→ RECORD EXTRACTS:
____________
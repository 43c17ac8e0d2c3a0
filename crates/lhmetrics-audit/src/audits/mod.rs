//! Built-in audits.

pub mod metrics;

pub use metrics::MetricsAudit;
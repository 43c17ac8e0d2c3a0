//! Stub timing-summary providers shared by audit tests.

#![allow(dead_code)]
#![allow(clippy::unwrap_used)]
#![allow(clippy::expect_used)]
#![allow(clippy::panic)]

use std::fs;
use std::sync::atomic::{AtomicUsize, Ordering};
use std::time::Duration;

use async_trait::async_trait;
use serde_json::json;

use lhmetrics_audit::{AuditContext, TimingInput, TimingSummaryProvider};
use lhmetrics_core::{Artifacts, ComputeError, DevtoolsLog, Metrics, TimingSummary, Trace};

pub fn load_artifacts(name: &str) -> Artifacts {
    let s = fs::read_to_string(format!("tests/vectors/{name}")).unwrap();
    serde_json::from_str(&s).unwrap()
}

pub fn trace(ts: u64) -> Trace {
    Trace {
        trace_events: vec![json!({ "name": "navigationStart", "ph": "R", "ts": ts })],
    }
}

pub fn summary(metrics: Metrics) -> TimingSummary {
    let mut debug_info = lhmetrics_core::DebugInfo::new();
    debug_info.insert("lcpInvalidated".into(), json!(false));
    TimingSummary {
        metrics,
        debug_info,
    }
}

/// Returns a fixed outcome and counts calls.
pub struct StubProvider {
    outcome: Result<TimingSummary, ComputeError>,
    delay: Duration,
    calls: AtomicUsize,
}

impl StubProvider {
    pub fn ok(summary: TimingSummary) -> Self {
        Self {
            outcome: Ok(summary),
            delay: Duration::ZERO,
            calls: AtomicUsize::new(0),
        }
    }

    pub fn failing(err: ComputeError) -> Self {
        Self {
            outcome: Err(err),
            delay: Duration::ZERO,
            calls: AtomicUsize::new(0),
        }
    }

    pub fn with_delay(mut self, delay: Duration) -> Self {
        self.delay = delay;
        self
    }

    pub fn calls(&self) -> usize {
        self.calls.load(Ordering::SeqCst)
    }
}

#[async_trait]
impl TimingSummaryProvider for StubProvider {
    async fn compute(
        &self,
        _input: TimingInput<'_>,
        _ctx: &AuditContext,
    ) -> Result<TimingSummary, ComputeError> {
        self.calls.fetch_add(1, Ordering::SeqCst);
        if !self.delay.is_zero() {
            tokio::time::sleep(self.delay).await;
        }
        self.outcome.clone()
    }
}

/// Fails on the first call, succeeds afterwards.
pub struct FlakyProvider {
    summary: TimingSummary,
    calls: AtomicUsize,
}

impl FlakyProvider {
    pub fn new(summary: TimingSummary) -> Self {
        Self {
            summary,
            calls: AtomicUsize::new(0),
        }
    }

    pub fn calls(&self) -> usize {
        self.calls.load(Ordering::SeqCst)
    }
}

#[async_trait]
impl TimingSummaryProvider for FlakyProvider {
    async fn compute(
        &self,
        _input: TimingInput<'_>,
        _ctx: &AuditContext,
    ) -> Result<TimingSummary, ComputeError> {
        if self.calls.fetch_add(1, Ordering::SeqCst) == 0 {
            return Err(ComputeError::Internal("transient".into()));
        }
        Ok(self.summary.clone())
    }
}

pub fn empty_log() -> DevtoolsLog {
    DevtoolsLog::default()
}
____________
→ WHAT TO PRODUCE:
Every record should be retyped so that it matches the original exactly.

→ EXERCISE ANSWER:
repository 43c17ac8e0d2c3a0
filename crates/lhmetrics-audit/src/audits/mod.rs
//! Built-in audits.

pub mod metrics;

pub use metrics::MetricsAudit;
repository 43c17ac8e0d2c3a0
//! Stub timing-summary providers shared by audit tests.

#![allow(dead_code)]
#![allow(clippy::unwrap_used)]
#![allow(clippy::expect_used)]
#![allow(clippy::panic)]

use std::fs;
use std::sync::atomic::{AtomicUsize, Ordering};
use std::time::Duration;

use async_trait::async_trait;
use serde_json::json;

use lhmetrics_audit::{AuditContext, TimingInput, TimingSummaryProvider};
use lhmetrics_core::{Artifacts, ComputeError, DevtoolsLog, Metrics, TimingSummary, Trace};

pub fn load_artifacts(name: &str) -> Artifacts {
    let s = fs::read_to_string(format!("tests/vectors/{name}")).unwrap();
    serde_json::from_str(&s).unwrap()
}

pub fn trace(ts: u64) -> Trace {
    Trace {
        trace_events: vec![json!({ "name": "navigationStart", "ph": "R", "ts": ts })],
    }
}

pub fn summary(metrics: Metrics) -> TimingSummary {
    let mut debug_info = lhmetrics_core::DebugInfo::new();
    debug_info.insert("lcpInvalidated".into(), json!(false));
    TimingSummary {
        metrics,
        debug_info,
    }
}

/// Returns a fixed outcome and counts calls.
pub struct StubProvider {
    outcome: Result<TimingSummary, ComputeError>,
    delay: Duration,
    calls: AtomicUsize,
}

impl StubProvider {
    pub fn ok(summary: TimingSummary) -> Self {
        Self {
            outcome: Ok(summary),
            delay: Duration::ZERO,
            calls: AtomicUsize::new(0),
        }
    }

    pub fn failing(err: ComputeError) -> Self {
        Self {
            outcome: Err(err),
            delay: Duration::ZERO,
            calls: AtomicUsize::new(0),
        }
    }

    pub fn with_delay(mut self, delay: Duration) -> Self {
        self.delay = delay;
        self
    }

    pub fn calls(&self) -> usize {
        self.calls.load(Ordering::SeqCst)
    }
}

#[async_trait]
impl TimingSummaryProvider for StubProvider {
    async fn compute(
        &self,
        _input: TimingInput<'_>,
        _ctx: &AuditContext,
    ) -> Result<TimingSummary, ComputeError> {
        self.calls.fetch_add(1, Ordering::SeqCst);
        if !self.delay.is_zero() {
            tokio::time::sleep(self.delay).await;
        }
        self.outcome.clone()
    }
}

/// Fails on the first call, succeeds afterwards.
pub struct FlakyProvider {
    summary: TimingSummary,
    calls: AtomicUsize,
}

impl FlakyProvider {
    pub fn new(summary: TimingSummary) -> Self {
        Self {
            summary,
            calls: AtomicUsize::new(0),
        }
    }

    pub fn calls(&self) -> usize {
        self.calls.load(Ordering::SeqCst)
    }
}

#[async_trait]
impl TimingSummaryProvider for FlakyProvider {
    async fn compute(
        &self,
        _input: TimingInput<'_>,
        _ctx: &AuditContext,
    ) -> Result<TimingSummary, ComputeError> {
        if self.calls.fetch_add(1, Ordering::SeqCst) == 0 {
            return Err(ComputeError::Internal("transient".into()));
        }
        Ok(self.summary.clone())
    }
}

pub fn empty_log() -> DevtoolsLog {
    DevtoolsLog::default()
}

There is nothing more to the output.